The last strategy is then to use several accounts that have specialized benefits for the different transactions that you plan to do, but also using a global register or management tool that allows you to transfer information from one account to another, to perform tax summaries …
Each of those 3 strategies has a matching strategy in the data world :
- Data local to each services
- Centralized unique database
- Central data lake with several databases options based on the nature of the data and the expected processing
Your bank account
Let’s look now at your bank account. What is it to say on this ? Money is money, right ?
Yes, but aside from the account balance, you are interested to be able to analyze the flow of money in and out, focus on a specific provider or recipient (like a shop), or to have global categories on each transaction so that you can plan for a specific budget.
Those data on data (or meta-data) are the information managed by your bank account on top of the money itself.
Also, your bank account has a unique public address that you can share with providers to receive or send money, independently from the features and the specific behavior of your account (like rewards program)
The satisfaction, that you will have on your account provider, is based on the availability of the information, the simplicity of performing your actions and the automatic meta-data collection performed by the system for your convenience.
Of course, the access to this account is secured by a 2-3 factor identification as you need to be confident that the actions that you perform or that another party (like PayPal) performed on your behalf are controlled and monitored
Availability against interest
As we continue to analyze our data strategy, for most of the money investment, a balance has to be found between the interest rate and the availability of the funds
In average, an account with high interest rate will not allow to move the money anytime
In the opposite, maintaining all the funds on a checking account does not bring high interests
The same choices in the strategy will have to be applied to data.
Data with high availability will have high maintenance and storage cost.

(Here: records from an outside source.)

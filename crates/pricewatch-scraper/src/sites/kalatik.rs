//! Kalatik product-page extractor.

use std::sync::Arc;

use async_trait::async_trait;

use crate::error::ScrapeError;
use crate::fetch::FetchClient;
use crate::numerals::PriceRules;
use crate::sites::{extract, SiteExtractor, SiteId};

const PRICE_RULES: PriceRules = PriceRules::with_floor(1_000);

const PRICE_SCOPES: &[&str] = &[
    "div.kt-product-side b.kt-price",
    "div.kt-product-side span.kt-price-value",
];

const UNAVAILABLE_MARKERS: &[&str] = &["این کالا موقتا موجود نمی‌باشد"];

pub(super) struct Kalatik {
    fetch: Arc<FetchClient>,
}

impl Kalatik {
    pub(super) fn new(fetch: Arc<FetchClient>) -> Self {
        Self { fetch }
    }
}

#[async_trait]
impl SiteExtractor for Kalatik {
    fn site(&self) -> SiteId {
        SiteId::Kalatik
    }

    async fn extract(&self, url: &str) -> Result<u64, ScrapeError> {
        let html = self.fetch.get_html(url).await?;
        price_from_html(&html)
    }
}

fn price_from_html(html: &str) -> Result<u64, ScrapeError> {
    if let Some(price) = extract::jsonld_price(html, &PRICE_RULES) {
        return Ok(price);
    }
    if let Some(price) = extract::select_price(html, PRICE_SCOPES, &PRICE_RULES) {
        return Ok(price);
    }
    let text = extract::page_text(html);
    if let Some(price) = extract::scan_text_prices(&text, &PRICE_RULES).first().copied() {
        return Ok(price);
    }
    if extract::is_unavailable(&text, UNAVAILABLE_MARKERS) {
        return Err(ScrapeError::Unavailable);
    }
    Err(ScrapeError::PriceNotFound)
}

#[cfg(test)]
mod tests {
    use super::*;

    #[test]
    fn side_panel_price_is_extracted() {
        let html = r#"<div class="kt-product-side"><b class="kt-price">۳۴,۷۰۰,۰۰۰ تومان</b></div>"#;
        assert_eq!(price_from_html(html).unwrap(), 34_700_000);
    }

    #[test]
    fn temporary_out_of_stock_is_unavailable() {
        let html = "<span>این کالا موقتا موجود نمی‌باشد</span>";
        assert!(matches!(
            price_from_html(html),
            Err(ScrapeError::Unavailable)
        ));
    }
}
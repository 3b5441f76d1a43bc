//! Digistyle product-page extractor.
//!
//! Shares Digikala's platform ancestry: reliable JSON-LD, BEM-style
//! selectors in the product summary column.

use std::sync::Arc;

use async_trait::async_trait;

use crate::error::ScrapeError;
use crate::fetch::FetchClient;
use crate::numerals::PriceRules;
use crate::sites::{extract, SiteExtractor, SiteId};

const PRICE_RULES: PriceRules = PriceRules::with_floor(1_000);

const PRICE_SCOPES: &[&str] = &[
    "div.c-product__summary span.c-price__value",
    "div.c-product__summary div.c-price",
];

const UNAVAILABLE_MARKERS: &[&str] = &[];

pub(super) struct Digistyle {
    fetch: Arc<FetchClient>,
}

impl Digistyle {
    pub(super) fn new(fetch: Arc<FetchClient>) -> Self {
        Self { fetch }
    }
}

#[async_trait]
impl SiteExtractor for Digistyle {
    fn site(&self) -> SiteId {
        SiteId::Digistyle
    }

    async fn extract(&self, url: &str) -> Result<u64, ScrapeError> {
        let html = self.fetch.get_html(url).await?;
        price_from_html(&html)
    }
}

fn price_from_html(html: &str) -> Result<u64, ScrapeError> {
    if let Some(price) = extract::jsonld_price(html, &PRICE_RULES) {
        return Ok(price);
    }
    if let Some(price) = extract::select_price(html, PRICE_SCOPES, &PRICE_RULES) {
        return Ok(price);
    }
    let text = extract::page_text(html);
    if let Some(price) = extract::scan_text_prices(&text, &PRICE_RULES).first().copied() {
        return Ok(price);
    }
    if extract::is_unavailable(&text, UNAVAILABLE_MARKERS) {
        return Err(ScrapeError::Unavailable);
    }
    Err(ScrapeError::PriceNotFound)
}

#[cfg(test)]
mod tests {
    use super::*;

    #[test]
    fn summary_price_value_is_extracted() {
        let html = r#"
            <div class="c-product__summary">
                <span class="c-price__value">۳,۲۵۰,۰۰۰</span>
            </div>
        "#;
        assert_eq!(price_from_html(html).unwrap(), 3_250_000);
    }

    #[test]
    fn common_unavailable_marker_applies_without_site_phrases() {
        let html = "<div>ناموجود</div>";
        assert!(matches!(
            price_from_html(html),
            Err(ScrapeError::Unavailable)
        ));
    }
}
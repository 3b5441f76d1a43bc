//! The `refresh` subcommand: snapshot in, crawl, snapshot out.

use std::sync::Arc;

use pricewatch_core::AppConfig;
use pricewatch_engine::{
    CatalogStore, CategoryLocks, Crawler, EngineError, MemoryCatalog, Orchestrator,
    ProductFilter, RefreshOptions, RefreshSummary,
};
use pricewatch_scraper::Dispatcher;

use crate::catalog;

pub async fn run(config: &AppConfig, filter: ProductFilter) -> anyhow::Result<()> {
    let products = catalog::load(&config.catalog_path)?;
    tracing::info!(
        count = products.len(),
        path = %config.catalog_path.display(),
        "catalog snapshot loaded"
    );

    let store = Arc::new(MemoryCatalog::new(products));
    let dispatcher = Arc::new(Dispatcher::new(config)?);
    let orchestrator = Orchestrator::new(
        Arc::clone(&dispatcher) as Arc<dyn Crawler>,
        Arc::clone(&store) as Arc<dyn CatalogStore>,
        CategoryLocks::new(),
    );

    let options = RefreshOptions::from_config(config);
    let outcome = orchestrator.refresh(&filter, &options).await;

    // The pool owns a browser process; tear it down before exiting on
    // every path.
    dispatcher.shutdown().await;

    let summary = match outcome {
        Ok(summary) => summary,
        Err(EngineError::CategoryBusy(category)) => {
            eprintln!("refresh already running for category \"{category}\"");
            std::process::exit(2);
        }
        Err(err) => return Err(err.into()),
    };

    catalog::save(&config.catalog_path, &store.snapshot())?;
    print_summary(&summary);
    Ok(())
}

fn print_summary(summary: &RefreshSummary) {
    println!(
        "refreshed {} of {} products ({} skipped)",
        summary.refreshed, summary.total, summary.skipped
    );

    for product in &summary.products {
        let price = product
            .aggregate
            .lowest_price
            .map_or_else(|| "-".to_string(), |p| p.to_string());
        println!(
            "  {}  lowest: {}  status: {}",
            product.name, price, product.aggregate.crawl_status
        );
    }

    if !summary.errors.is_empty() {
        eprintln!("{} crawl error(s):", summary.errors.len());
        for error in &summary.errors {
            eprintln!("  {error}");
        }
    }
}
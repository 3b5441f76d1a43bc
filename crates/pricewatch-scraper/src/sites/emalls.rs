//! Emalls product-page extractor (rendered).
//!
//! Legacy ASP.NET WebForms front end with stable server-generated control
//! ids, but the price grid itself is filled in by script; rial values.

use std::sync::Arc;

use async_trait::async_trait;

use crate::browser::PagePool;
use crate::error::ScrapeError;
use crate::numerals::PriceRules;
use crate::sites::{extract, SiteExtractor, SiteId};

const PRICE_RULES: PriceRules = PriceRules::with_floor(10_000);

const PRICE_SCOPES: &[&str] = &[
    "span#ContentPlaceHolder1_LblMinPrice",
    "div.shop-list div.price-cell",
];

const UNAVAILABLE_MARKERS: &[&str] = &["قیمتی ثبت نشده"];

pub(super) struct Emalls {
    pool: Arc<PagePool>,
}

impl Emalls {
    pub(super) fn new(pool: Arc<PagePool>) -> Self {
        Self { pool }
    }
}

#[async_trait]
impl SiteExtractor for Emalls {
    fn site(&self) -> SiteId {
        SiteId::Emalls
    }

    async fn extract(&self, url: &str) -> Result<u64, ScrapeError> {
        let rendered = self.pool.render(url, None).await?;
        price_from_html(&rendered.html)
    }
}

fn price_from_html(html: &str) -> Result<u64, ScrapeError> {
    if let Some(price) = extract::select_price(html, PRICE_SCOPES, &PRICE_RULES) {
        return Ok(price);
    }
    let text = extract::page_text(html);
    if let Some(price) = extract::scan_text_prices(&text, &PRICE_RULES).first().copied() {
        return Ok(price);
    }
    if extract::is_unavailable(&text, UNAVAILABLE_MARKERS) {
        return Err(ScrapeError::Unavailable);
    }
    Err(ScrapeError::PriceNotFound)
}
//! Digikala product-page extractor.
//!
//! ## Observed markup
//!
//! Server-rendered pages carry a schema.org `Product` JSON-LD block with
//! the selling price in toman — by far the most stable signal across
//! redesigns. The visible price lives inside the buy box
//! (`data-testid="buy-box"`); the same page also renders seller-list and
//! recommendation prices, so selectors must stay anchored on the buy box.
//! Out-of-stock pages drop the offer from JSON-LD and show «ناموجود» in
//! the buy box.

use std::sync::Arc;

use async_trait::async_trait;

use crate::error::ScrapeError;
use crate::fetch::FetchClient;
use crate::numerals::PriceRules;
use crate::sites::{extract, SiteExtractor, SiteId};

const PRICE_RULES: PriceRules = PriceRules::with_floor(1_000);

const PRICE_SCOPES: &[&str] = &[
    "div[data-testid=\"buy-box\"] span[data-testid=\"price-final\"]",
    "div[data-testid=\"buy-box\"] span[data-testid=\"price-no-discount\"]",
];

const UNAVAILABLE_MARKERS: &[&str] = &["فروشنده‌ای برای این کالا وجود ندارد"];

pub(super) struct Digikala {
    fetch: Arc<FetchClient>,
}

impl Digikala {
    pub(super) fn new(fetch: Arc<FetchClient>) -> Self {
        Self { fetch }
    }
}

#[async_trait]
impl SiteExtractor for Digikala {
    fn site(&self) -> SiteId {
        SiteId::Digikala
    }

    async fn extract(&self, url: &str) -> Result<u64, ScrapeError> {
        let html = self.fetch.get_html(url).await?;
        price_from_html(&html)
    }
}

fn price_from_html(html: &str) -> Result<u64, ScrapeError> {
    if let Some(price) = extract::jsonld_price(html, &PRICE_RULES) {
        tracing::debug!(price, "digikala: price from JSON-LD");
        return Ok(price);
    }
    if let Some(price) = extract::select_price(html, PRICE_SCOPES, &PRICE_RULES) {
        tracing::debug!(price, "digikala: price from buy box");
        return Ok(price);
    }
    let text = extract::page_text(html);
    if let Some(price) = extract::scan_text_prices(&text, &PRICE_RULES).first().copied() {
        tracing::debug!(price, "digikala: price from text scan");
        return Ok(price);
    }
    if extract::is_unavailable(&text, UNAVAILABLE_MARKERS) {
        return Err(ScrapeError::Unavailable);
    }
    Err(ScrapeError::PriceNotFound)
}

#[cfg(test)]
mod tests {
    use super::*;

    #[test]
    fn jsonld_wins_over_buy_box() {
        let html = r#"
            <script type="application/ld+json">
            {"@type": "Product", "offers": {"price": "24500000"}}
            </script>
            <div data-testid="buy-box"><span data-testid="price-final">۲۴,۹۰۰,۰۰۰</span></div>
        "#;
        assert_eq!(price_from_html(html).unwrap(), 24_500_000);
    }

    #[test]
    fn buy_box_selector_ignores_seller_list() {
        let html = r#"
            <div data-testid="buy-box"><span data-testid="price-final">۲۴,۹۰۰,۰۰۰ تومان</span></div>
            <div class="sellers"><span data-testid="price-final">۲۶,۱۰۰,۰۰۰ تومان</span></div>
        "#;
        assert_eq!(price_from_html(html).unwrap(), 24_900_000);
    }

    #[test]
    fn missing_offer_with_unavailable_text_is_distinguished() {
        let html = r"
            <div data-testid='buy-box'>
                <span>ناموجود</span>
                <p>فروشنده‌ای برای این کالا وجود ندارد</p>
            </div>
        ";
        assert!(matches!(
            price_from_html(html),
            Err(ScrapeError::Unavailable)
        ));
    }

    #[test]
    fn empty_page_is_price_not_found() {
        assert!(matches!(
            price_from_html("<html><body></body></html>"),
            Err(ScrapeError::PriceNotFound)
        ));
    }
}
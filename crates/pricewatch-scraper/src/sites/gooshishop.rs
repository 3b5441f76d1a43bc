//! Gooshishop product-page extractor.
//!
//! No structured data and a theme that renames price classes every few
//! months; the free-text scan carries most of the load here, with the
//! rial-level floor keeping review counts and model numbers out.

use std::sync::Arc;

use async_trait::async_trait;

use crate::error::ScrapeError;
use crate::fetch::FetchClient;
use crate::numerals::PriceRules;
use crate::sites::{extract, SiteExtractor, SiteId};

const PRICE_RULES: PriceRules = PriceRules::with_floor(10_000);

const PRICE_SCOPES: &[&str] = &[
    "div.product-buy-box span.woocommerce-Price-amount",
    "div.summary span.price ins",
    "div.summary span.price",
];

const UNAVAILABLE_MARKERS: &[&str] = &["در انبار موجود نمی‌باشد"];

pub(super) struct Gooshishop {
    fetch: Arc<FetchClient>,
}

impl Gooshishop {
    pub(super) fn new(fetch: Arc<FetchClient>) -> Self {
        Self { fetch }
    }
}

#[async_trait]
impl SiteExtractor for Gooshishop {
    fn site(&self) -> SiteId {
        SiteId::Gooshishop
    }

    async fn extract(&self, url: &str) -> Result<u64, ScrapeError> {
        let html = self.fetch.get_html(url).await?;
        price_from_html(&html)
    }
}

fn price_from_html(html: &str) -> Result<u64, ScrapeError> {
    if let Some(price) = extract::select_price(html, PRICE_SCOPES, &PRICE_RULES) {
        return Ok(price);
    }
    let text = extract::page_text(html);
    if let Some(price) = extract::scan_text_prices(&text, &PRICE_RULES).first().copied() {
        return Ok(price);
    }
    if extract::is_unavailable(&text, UNAVAILABLE_MARKERS) {
        return Err(ScrapeError::Unavailable);
    }
    Err(ScrapeError::PriceNotFound)
}

#[cfg(test)]
mod tests {
    use super::*;

    #[test]
    fn woocommerce_amount_is_extracted() {
        let html = r#"
            <div class="product-buy-box">
                <span class="woocommerce-Price-amount">۱۲۵,۵۰۰,۰۰۰ ریال</span>
            </div>
        "#;
        assert_eq!(price_from_html(html).unwrap(), 125_500_000);
    }

    #[test]
    fn sale_ins_price_beats_struck_price() {
        let html = r#"
            <div class="summary"><span class="price">
                <del>۱۳۵,۰۰۰,۰۰۰</del><ins>۱۲۵,۵۰۰,۰۰۰ ریال</ins>
            </span></div>
        "#;
        assert_eq!(price_from_html(html).unwrap(), 125_500_000);
    }

    #[test]
    fn text_scan_takes_first_price_in_document_order() {
        let html = "<main>قیمت ۱۲۵,۵۰۰,۰۰۰ ریال — پیشنهاد مرتبط ۹۸,۰۰۰,۰۰۰ ریال</main>";
        assert_eq!(price_from_html(html).unwrap(), 125_500_000);
    }

    #[test]
    fn warehouse_out_of_stock_is_unavailable() {
        let html = "<p>در انبار موجود نمی‌باشد</p>";
        assert!(matches!(
            price_from_html(html),
            Err(ScrapeError::Unavailable)
        ));
    }
}
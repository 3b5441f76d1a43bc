use chrono::{DateTime, Utc};
use serde::{Deserialize, Serialize};
use uuid::Uuid;

/// Maximum number of points kept in [`ProductUrlEntry::price_history`].
/// Appending beyond the cap evicts the oldest point first.
pub const PRICE_HISTORY_CAP: usize = 10;

/// Rollup state of the most recent crawl of a URL (or of a product, when
/// aggregated across its URLs).
///
/// Transitions: `Pending → Success` or `Pending → Failed` on the first
/// crawl, then `Success ↔ Failed` as later crawls succeed or fail. An
/// entry never returns to `Pending`.
#[derive(Debug, Clone, Copy, PartialEq, Eq, Serialize, Deserialize)]
#[serde(rename_all = "lowercase")]
pub enum CrawlStatus {
    Pending,
    Success,
    Failed,
}

impl std::fmt::Display for CrawlStatus {
    fn fmt(&self, f: &mut std::fmt::Formatter<'_>) -> std::fmt::Result {
        match self {
            CrawlStatus::Pending => write!(f, "pending"),
            CrawlStatus::Success => write!(f, "success"),
            CrawlStatus::Failed => write!(f, "failed"),
        }
    }
}

/// Outcome of a single extraction attempt against one product URL.
///
/// Invariant: `success == true` exactly when `price` is `Some`; a failed
/// result always carries a non-empty `error`. Construct through
/// [`CrawlResult::ok`] / [`CrawlResult::fail`] to preserve this.
#[derive(Debug, Clone, PartialEq, Eq, Serialize, Deserialize)]
pub struct CrawlResult {
    pub success: bool,
    /// Extracted price in the site's canonical integer unit (toman or
    /// rial depending on the site), `None` on failure.
    pub price: Option<u64>,
    /// Diagnostic message on failure: `"HTTP <status>"`,
    /// `"Product not available"`, `"Price not found"`, or the underlying
    /// fetch/navigation error.
    pub error: Option<String>,
}

impl CrawlResult {
    /// A successful extraction carrying the canonical price.
    #[must_use]
    pub fn ok(price: u64) -> Self {
        Self {
            success: true,
            price: Some(price),
            error: None,
        }
    }

    /// A failed extraction carrying a diagnostic message.
    #[must_use]
    pub fn fail(error: impl Into<String>) -> Self {
        Self {
            success: false,
            price: None,
            error: Some(error.into()),
        }
    }
}

/// One observed price at one point in time.
#[derive(Debug, Clone, PartialEq, Eq, Serialize, Deserialize)]
pub struct PricePoint {
    pub price: u64,
    pub crawled_at: DateTime<Utc>,
}

/// A single tracked URL of a product, together with its crawl state and
/// bounded price history.
///
/// Mutated only by the orchestrator after each crawl, via
/// [`record_success`](Self::record_success) /
/// [`record_failure`](Self::record_failure).
#[derive(Debug, Clone, Serialize, Deserialize)]
pub struct ProductUrlEntry {
    pub url: String,
    /// Explicit site identity hint (kebab-case site name). When absent the
    /// dispatcher derives the site from the URL hostname.
    #[serde(default)]
    pub site: Option<String>,
    #[serde(default)]
    pub current_price: Option<u64>,
    #[serde(default)]
    pub last_crawled_at: Option<DateTime<Utc>>,
    pub crawl_status: CrawlStatus,
    #[serde(default)]
    pub crawl_error: Option<String>,
    /// Most recent observations, oldest first, capped at
    /// [`PRICE_HISTORY_CAP`].
    #[serde(default)]
    pub price_history: Vec<PricePoint>,
}

impl ProductUrlEntry {
    /// A fresh, never-crawled entry for `url`.
    #[must_use]
    pub fn new(url: impl Into<String>) -> Self {
        Self {
            url: url.into(),
            site: None,
            current_price: None,
            last_crawled_at: None,
            crawl_status: CrawlStatus::Pending,
            crawl_error: None,
            price_history: Vec::new(),
        }
    }

    /// Same as [`new`](Self::new) with an explicit site hint.
    #[must_use]
    pub fn with_site(url: impl Into<String>, site: impl Into<String>) -> Self {
        let mut entry = Self::new(url);
        entry.site = Some(site.into());
        entry
    }

    /// Merge a successful crawl: appends a history point (evicting the
    /// oldest beyond [`PRICE_HISTORY_CAP`]), updates the current price and
    /// timestamp, and clears any previous error.
    pub fn record_success(&mut self, price: u64, at: DateTime<Utc>) {
        self.price_history.push(PricePoint {
            price,
            crawled_at: at,
        });
        if self.price_history.len() > PRICE_HISTORY_CAP {
            let excess = self.price_history.len() - PRICE_HISTORY_CAP;
            self.price_history.drain(..excess);
        }
        self.current_price = Some(price);
        self.last_crawled_at = Some(at);
        self.crawl_status = CrawlStatus::Success;
        self.crawl_error = None;
    }

    /// Merge a failed crawl: the last known price, timestamp, and history
    /// are preserved so the UI can keep showing the most recent successful
    /// observation alongside the failure diagnostic.
    pub fn record_failure(&mut self, error: impl Into<String>) {
        self.crawl_status = CrawlStatus::Failed;
        self.crawl_error = Some(error.into());
    }
}

/// A product as read from the catalog store: identity, refresh gating
/// fields, and its tracked URLs.
#[derive(Debug, Clone, Serialize, Deserialize)]
pub struct TrackedProduct {
    pub id: Uuid,
    pub name: String,
    #[serde(default)]
    pub category: Option<String>,
    #[serde(default)]
    pub brand: Option<String>,
    /// Disabled products are skipped by every refresh run.
    #[serde(default)]
    pub disabled: bool,
    pub updated_at: DateTime<Utc>,
    pub urls: Vec<ProductUrlEntry>,
}

/// Product-level rollup derived from a product's URL entries. Recomputed
/// in full whenever any entry changes; never independently mutated.
#[derive(Debug, Clone, PartialEq, Eq, Serialize, Deserialize)]
pub struct ProductAggregate {
    /// Minimum `current_price` across entries, `None` when no entry has a
    /// price.
    pub lowest_price: Option<u64>,
    /// Maximum `last_crawled_at` across entries, `None` when no entry has
    /// ever been crawled.
    pub last_crawled_at: Option<DateTime<Utc>>,
    /// `Success` if any entry succeeded, else `Failed` if any failed, else
    /// `Pending`.
    pub crawl_status: CrawlStatus,
}
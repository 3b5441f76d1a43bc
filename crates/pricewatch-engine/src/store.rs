//! The narrow contract to the external catalog store.
//!
//! The engine reads products and writes back updated URL entries plus the
//! recomputed aggregate; everything else about persistence (schema,
//! users, settings) belongs to the external collaborator behind this
//! trait. [`MemoryCatalog`] backs tests and the CLI's snapshot flow.

use std::collections::HashMap;
use std::sync::{Mutex, PoisonError};

use async_trait::async_trait;
use thiserror::Error;
use uuid::Uuid;

use pricewatch_core::{ProductAggregate, ProductUrlEntry, TrackedProduct};

#[derive(Debug, Error)]
pub enum StoreError {
    #[error("product {0} not found in catalog")]
    ProductNotFound(Uuid),

    #[error("catalog io error: {0}")]
    Io(String),
}

/// Selection criteria for a refresh run, matching the trigger surface:
/// a whole category, a brand, a single product, or everything (optionally
/// capped).
#[derive(Debug, Clone, Default)]
pub struct ProductFilter {
    pub category: Option<String>,
    pub brand: Option<String>,
    pub product_id: Option<Uuid>,
    pub limit: Option<usize>,
}

/// Read/write contract against the product catalog.
#[async_trait]
pub trait CatalogStore: Send + Sync {
    /// Loads the products selected by `filter`, including disabled ones
    /// (the orchestrator counts those as skipped rather than hiding them).
    async fn load_products(&self, filter: &ProductFilter)
        -> Result<Vec<TrackedProduct>, StoreError>;

    /// Persists a product's updated URL entries and recomputed aggregate.
    async fn persist_product(
        &self,
        id: Uuid,
        urls: &[ProductUrlEntry],
        aggregate: &ProductAggregate,
    ) -> Result<(), StoreError>;
}

/// In-memory catalog used by tests and the CLI snapshot flow.
pub struct MemoryCatalog {
    products: Mutex<Vec<TrackedProduct>>,
    aggregates: Mutex<HashMap<Uuid, ProductAggregate>>,
}

impl MemoryCatalog {
    #[must_use]
    pub fn new(products: Vec<TrackedProduct>) -> Self {
        Self {
            products: Mutex::new(products),
            aggregates: Mutex::new(HashMap::new()),
        }
    }

    /// Current state of every product, for writing a snapshot back out.
    #[must_use]
    pub fn snapshot(&self) -> Vec<TrackedProduct> {
        self.products
            .lock()
            .unwrap_or_else(PoisonError::into_inner)
            .clone()
    }

    /// The last aggregate persisted for a product, if any.
    #[must_use]
    pub fn aggregate_for(&self, id: Uuid) -> Option<ProductAggregate> {
        self.aggregates
            .lock()
            .unwrap_or_else(PoisonError::into_inner)
            .get(&id)
            .cloned()
    }
}

#[async_trait]
impl CatalogStore for MemoryCatalog {
    async fn load_products(
        &self,
        filter: &ProductFilter,
    ) -> Result<Vec<TrackedProduct>, StoreError> {
        let products = self.products.lock().unwrap_or_else(PoisonError::into_inner);

        let mut selected: Vec<TrackedProduct> = products
            .iter()
            .filter(|p| match filter.product_id {
                Some(id) => p.id == id,
                None => true,
            })
            .filter(|p| match &filter.category {
                Some(category) => p.category.as_deref() == Some(category.as_str()),
                None => true,
            })
            .filter(|p| match &filter.brand {
                Some(brand) => p.brand.as_deref() == Some(brand.as_str()),
                None => true,
            })
            .cloned()
            .collect();

        if let Some(limit) = filter.limit {
            selected.truncate(limit);
        }

        if filter.product_id.is_some() && selected.is_empty() {
            return Err(StoreError::ProductNotFound(
                filter.product_id.unwrap_or_default(),
            ));
        }

        Ok(selected)
    }

    async fn persist_product(
        &self,
        id: Uuid,
        urls: &[ProductUrlEntry],
        aggregate: &ProductAggregate,
    ) -> Result<(), StoreError> {
        let mut products = self.products.lock().unwrap_or_else(PoisonError::into_inner);
        let Some(product) = products.iter_mut().find(|p| p.id == id) else {
            return Err(StoreError::ProductNotFound(id));
        };
        product.urls = urls.to_vec();
        drop(products);

        self.aggregates
            .lock()
            .unwrap_or_else(PoisonError::into_inner)
            .insert(id, aggregate.clone());
        Ok(())
    }
}

#[cfg(test)]
mod tests {
    use super::*;
    use chrono::Utc;
    use pricewatch_core::CrawlStatus;

    fn product(name: &str, category: &str, brand: &str) -> TrackedProduct {
        TrackedProduct {
            id: Uuid::new_v4(),
            name: name.to_string(),
            category: Some(category.to_string()),
            brand: Some(brand.to_string()),
            disabled: false,
            updated_at: Utc::now(),
            urls: vec![ProductUrlEntry::new("https://example.com/p/1")],
        }
    }

    #[tokio::test]
    async fn load_filters_by_category() {
        let store = MemoryCatalog::new(vec![
            product("Galaxy S24", "phones", "samsung"),
            product("MacBook Air", "laptops", "apple"),
        ]);
        let found = store
            .load_products(&ProductFilter {
                category: Some("phones".to_string()),
                ..ProductFilter::default()
            })
            .await
            .unwrap();
        assert_eq!(found.len(), 1);
        assert_eq!(found[0].name, "Galaxy S24");
    }

    #[tokio::test]
    async fn load_filters_by_brand_and_limit() {
        let store = MemoryCatalog::new(vec![
            product("Galaxy S24", "phones", "samsung"),
            product("Galaxy Tab", "tablets", "samsung"),
            product("iPhone 15", "phones", "apple"),
        ]);
        let found = store
            .load_products(&ProductFilter {
                brand: Some("samsung".to_string()),
                limit: Some(1),
                ..ProductFilter::default()
            })
            .await
            .unwrap();
        assert_eq!(found.len(), 1);
    }

    #[tokio::test]
    async fn load_by_unknown_product_id_is_an_error() {
        let store = MemoryCatalog::new(vec![product("Galaxy S24", "phones", "samsung")]);
        let missing = Uuid::new_v4();
        let err = store
            .load_products(&ProductFilter {
                product_id: Some(missing),
                ..ProductFilter::default()
            })
            .await
            .unwrap_err();
        assert!(matches!(err, StoreError::ProductNotFound(id) if id == missing));
    }

    #[tokio::test]
    async fn persist_updates_urls_and_aggregate() {
        let p = product("Galaxy S24", "phones", "samsung");
        let id = p.id;
        let store = MemoryCatalog::new(vec![p]);

        let mut urls = vec![ProductUrlEntry::new("https://example.com/p/1")];
        urls[0].record_success(12_000_000, Utc::now());
        let aggregate = crate::aggregate(&urls);

        store.persist_product(id, &urls, &aggregate).await.unwrap();

        let snapshot = store.snapshot();
        assert_eq!(snapshot[0].urls[0].current_price, Some(12_000_000));
        let stored = store.aggregate_for(id).unwrap();
        assert_eq!(stored.lowest_price, Some(12_000_000));
        assert_eq!(stored.crawl_status, CrawlStatus::Success);
    }

    #[tokio::test]
    async fn persist_unknown_product_is_an_error() {
        let store = MemoryCatalog::new(vec![]);
        let err = store
            .persist_product(
                Uuid::new_v4(),
                &[],
                &ProductAggregate {
                    lowest_price: None,
                    last_crawled_at: None,
                    crawl_status: CrawlStatus::Pending,
                },
            )
            .await
            .unwrap_err();
        assert!(matches!(err, StoreError::ProductNotFound(_)));
    }
}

Data with high change rate will be difficult to process for trend or consolidation needs
Data storage in distributed storage will have extraction cost but will be efficient for parallel processing and data consolidation
Like your bank account, each type of account will also have different transfer speed to retrieve or transfer money to others. After your own selection, you expect the account to perform on those operations as expected in its performance description.
What about the risk on the money ?
As we deposit money on our bank account, we are sensible to the stability of this money, in other terms, on the fact that the money will still be there when we will need it.
Even if the money is mainly virtualized now, each funds stability relies on two main elements (aside from customer identification)
- Stability of the currency
- Safety of it storage
The stability of a currency is created by a set of concrete values associated to it (like gold) and a regulation on its availability and emission. With the digital age, virtual money (like crypto-currency) have an important risk on this aspect
For data, this value can be measured by its trusted used in operation and the amount of data created on the market.
For example, if the information on the aircraft schedule is made available for free on the market and produced at a high pace, the related value of this information will decrease quickly over time.
Also, if the data proposed by a provider a not a market standard, the data value is different than another provider that is the current market reference on that domain.
The second aspect of the value of the data is its safety. A few years ago, on the wild west, the physical safety was essential and still now, some of our assets are exposed to robbery.
For data, the risk is not only to be lost or stolen but also to be corrupted by the system that use it (or an external system). Many actions has to be performed (like backup and recovery strategies) to guaranty the safety and integrity of the data
With the increase of the virtualization of the money, some additional risks like bank bankrupt needs to be considered.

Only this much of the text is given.